The New Haven EP-5 was a double-ended mercury arc rectifier electric locomotive built in 1955 by General Electric, for the New York, New Haven and Hartford Railroad. It was built to haul passenger trains between Grand Central Terminal or Penn Station, New York City and New Haven, Connecticut.

The EP-5s were the first AC passenger electric locomotives to use rectifiers to convert alternating current from overhead wires to direct current (DC) for the traction motors. They also collected DC from the third rail used by the New York Central, whose tracks the New Haven used to reach Grand Central Terminal (GCT).

All of the class were equipped with the Pennsylvania Railroad's cab signal system needed to operate into Penn Station; Washington, D.C.-Boston through trains over the Hell Gate Bridge, plus the Montrealer/Washingtonian, were their main assignment throughout their New Haven careers.

The units were known as "Jets" due to the roaring sound made by their main blowers; an example of this characteristic was inadvertently preserved for posterity in a GCT scene shot for the movie The Man in the Gray Flannel Suit.

The EP-5s had a reputation for rapid acceleration and high pulling capacity. However, the class also had a tendency to overheat and catch fire due to the crowded, poorly ventilated internal component arrangement, a situation made necessary by the need for the units to conform to the weight restrictions imposed by the New York Central's Park Avenue steel viaduct. This problem was significantly aggravated by the New Haven management's de-emphasis of electric operations in favor of its new dual-power FL9 diesels, and the railroad's financial condition. By 1962, a year after the New Haven entered bankruptcy, only three units were in service. All 10 were quickly rebuilt under the trustees' management, but by the time of the New Haven's 1969 inclusion in Penn Central, four were again out of service (and were soon scrapped). The EP-5s were rapidly replaced on Washington–Boston trains by the reliable former PRR GG1 electrics.

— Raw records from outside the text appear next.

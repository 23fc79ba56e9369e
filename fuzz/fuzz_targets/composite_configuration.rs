#![no_main]

use libfuzzer_sys::fuzz_target;
use cairn_composite::CompositeConfiguration;

fuzz_target!(|data: &[u8]| {
    if let Ok(text) = std::str::from_utf8(data) {
        let config = CompositeConfiguration::parse(text);
        let _ = config.to_properties();
    }
});
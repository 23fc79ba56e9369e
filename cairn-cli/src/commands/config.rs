//! `cairn config` command handler

use std::io::Write;
use std::path::Path;

use serde::Serialize;
use tracing::info;

use cairn_core::config::CairnConfig;

use crate::cli::{ConfigAction, ConfigArgs};
use crate::error::CliError;
use crate::output::{OutputWriter, Render};

/// Execute the `config` command.
pub async fn execute(
    args: ConfigArgs,
    config_path: &Path,
    writer: &OutputWriter,
) -> Result<(), CliError> {
    match args.action {
        ConfigAction::Validate => execute_validate(config_path, writer).await,
        ConfigAction::Show { section } => execute_show(config_path, section, writer).await,
    }
}

/// Load and validate the configuration file, reporting any errors.
///
/// # Errors
///
/// Returns `CliError::Config` if validation fails (parse errors, invalid values,
/// unknown parents, duplicate composite names).
async fn execute_validate(config_path: &Path, writer: &OutputWriter) -> Result<(), CliError> {
    info!(path = %config_path.display(), "validating configuration");

    let report = validation_report(config_path, CairnConfig::load(config_path).await);
    writer.render(&report)?;

    if !report.valid {
        return Err(CliError::Config("configuration is invalid".to_owned()));
    }
    Ok(())
}

/// Build a validation report from a load result.
pub fn validation_report(
    config_path: &Path,
    result: Result<CairnConfig, cairn_core::error::CairnError>,
) -> ConfigValidationReport {
    let source = config_path.display().to_string();
    match result {
        Ok(config) => ConfigValidationReport {
            source,
            valid: true,
            composites: config.composite.definitions.len(),
            errors: Vec::new(),
        },
        Err(e) => ConfigValidationReport {
            source,
            valid: false,
            composites: 0,
            errors: vec![e.to_string()],
        },
    }
}

/// Display the effective configuration (file + env overrides + defaults).
async fn execute_show(
    config_path: &Path,
    section: Option<String>,
    writer: &OutputWriter,
) -> Result<(), CliError> {
    info!(path = %config_path.display(), "loading configuration");

    let config = CairnConfig::load(config_path).await?;
    let report = config_report(&config, config_path, section.as_deref())?;
    writer.render(&report)?;
    Ok(())
}

/// Serialise the whole configuration or one section of it.
pub fn config_report(
    config: &CairnConfig,
    config_path: &Path,
    section: Option<&str>,
) -> Result<ConfigReport, CliError> {
    let config_toml = match section {
        None => toml::to_string_pretty(config),
        Some("general") => toml::to_string_pretty(&config.general),
        Some("composite") => toml::to_string_pretty(&config.composite),
        Some(other) => {
            return Err(CliError::Command(format!(
                "unknown section: {other} (expected: general, composite)"
            )));
        }
    }
    .unwrap_or_else(|e| format!("(serialization error: {e})"));

    Ok(ConfigReport {
        source: config_path.display().to_string(),
        section: section.map(str::to_owned),
        config_toml,
    })
}

/// Configuration display report.
///
/// The `config_toml` field is skipped during JSON serialization (only used for text rendering).
#[derive(Serialize)]
pub struct ConfigReport {
    /// Configuration file path
    pub source: String,
    /// Optional section name (None = full config)
    #[serde(skip_serializing_if = "Option::is_none")]
    pub section: Option<String>,
    /// Serialized TOML configuration
    #[serde(skip)]
    pub config_toml: String,
}

impl Render for ConfigReport {
    fn render_text(&self, w: &mut dyn Write) -> std::io::Result<()> {
        use colored::Colorize;

        if let Some(ref section) = self.section {
            let section_label = format!("[{section}]");
            writeln!(
                w,
                "Configuration {} (source: {})",
                section_label.bold(),
                self.source
            )?;
        } else {
            writeln!(w, "Configuration (source: {})", self.source.bold())?;
        }

        writeln!(w)?;
        write!(w, "{}", self.config_toml)?;
        Ok(())
    }
}

/// Configuration validation report.
#[derive(Serialize)]
pub struct ConfigValidationReport {
    /// Configuration file path
    pub source: String,
    /// Whether the configuration is valid
    pub valid: bool,
    /// Number of composite definitions (0 when invalid)
    pub composites: usize,
    /// Validation error messages (empty if valid)
    pub errors: Vec<String>,
}

impl Render for ConfigValidationReport {
    fn render_text(&self, w: &mut dyn Write) -> std::io::Result<()> {
        use colored::Colorize;

        writeln!(w, "Config Validation: {}", self.source.bold())?;

        if self.valid {
            writeln!(w, "  Result: {}", "VALID".green().bold())?;
            writeln!(w, "  Composites: {}", self.composites)?;
        } else {
            writeln!(w, "  Result: {}", "INVALID".red().bold())?;
            for err in &self.errors {
                writeln!(w, "  Error: {}", err.red())?;
            }
        }
        Ok(())
    }
}

#[cfg(test)]
mod tests {
    use super::*;
    use cairn_core::error::{CairnError, ConfigError};

    #[test]
    fn test_validation_report_valid() {
        let config = CairnConfig::default();
        let report = validation_report(Path::new("cairn.toml"), Ok(config));
        assert!(report.valid);
        assert!(report.errors.is_empty());
        assert_eq!(report.composites, 0);
    }

    #[test]
    fn test_validation_report_invalid() {
        let err = CairnError::Config(ConfigError::ParseFailed {
            reason: "bad toml".to_owned(),
        });
        let report = validation_report(Path::new("cairn.toml"), Err(err));
        assert!(!report.valid);
        assert_eq!(report.errors.len(), 1);
        assert!(report.errors[0].contains("bad toml"));
    }

    #[test]
    fn test_config_report_sections() {
        let config = CairnConfig::default();
        let general = config_report(&config, Path::new("cairn.toml"), Some("general"))
            .expect("general section");
        assert!(general.config_toml.contains("log_level"));
        assert_eq!(general.section.as_deref(), Some("general"));

        let composite = config_report(&config, Path::new("cairn.toml"), Some("composite"))
            .expect("composite section");
        assert!(composite.config_toml.contains("link_to_parent"));
    }

    #[test]
    fn test_config_report_unknown_section() {
        let config = CairnConfig::default();
        let result = config_report(&config, Path::new("cairn.toml"), Some("ebpf"));
        assert!(matches!(result, Err(CliError::Command(_))));
    }

    #[test]
    fn test_config_report_json_skips_toml_body() {
        let report = ConfigReport {
            source: "cairn.toml".to_owned(),
            section: None,
            config_toml: "[general]".to_owned(),
        };
        let json = serde_json::to_value(&report).expect("serialize");
        assert!(json.get("config_toml").is_none());
        assert!(json.get("section").is_none());
    }

    #[test]
    fn test_validation_report_text_render() {
        colored::control::set_override(false);
        let report = ConfigValidationReport {
            source: "cairn.toml".to_owned(),
            valid: false,
            composites: 0,
            errors: vec!["invalid config value".to_owned()],
        };
        let mut buf = Vec::new();
        report.render_text(&mut buf).expect("render");
        let text = String::from_utf8(buf).expect("utf8");
        assert!(text.contains("INVALID"));
        assert!(text.contains("Error: invalid config value"));
    }
}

When the New Haven was merged into PC, the six units still in service were redesignated as the E-40 class, and were assigned to commuter train service between GCT and New Haven. The E-40s continued in this service, steadily dwindling in number, until May 1973 when the Metropolitan Transportation Authority suddenly banned them after #4971 caught fire in the Park Avenue Tunnel; all went into dead storage. Amtrak passed them up for new electrics. Two of the units, #4973 and #4977, were rebuilt by PC into freight units, stripped of their third-rail capability, steam generators, and one of the two pantographs. They were used in a variety of light-duty freight services, but their utility was limited by their lack of multiple-unit capability and dynamic brakes. Within a year of Penn Central's inclusion into Conrail, the remaining two E-40s were retired. All were scrapped by 1979.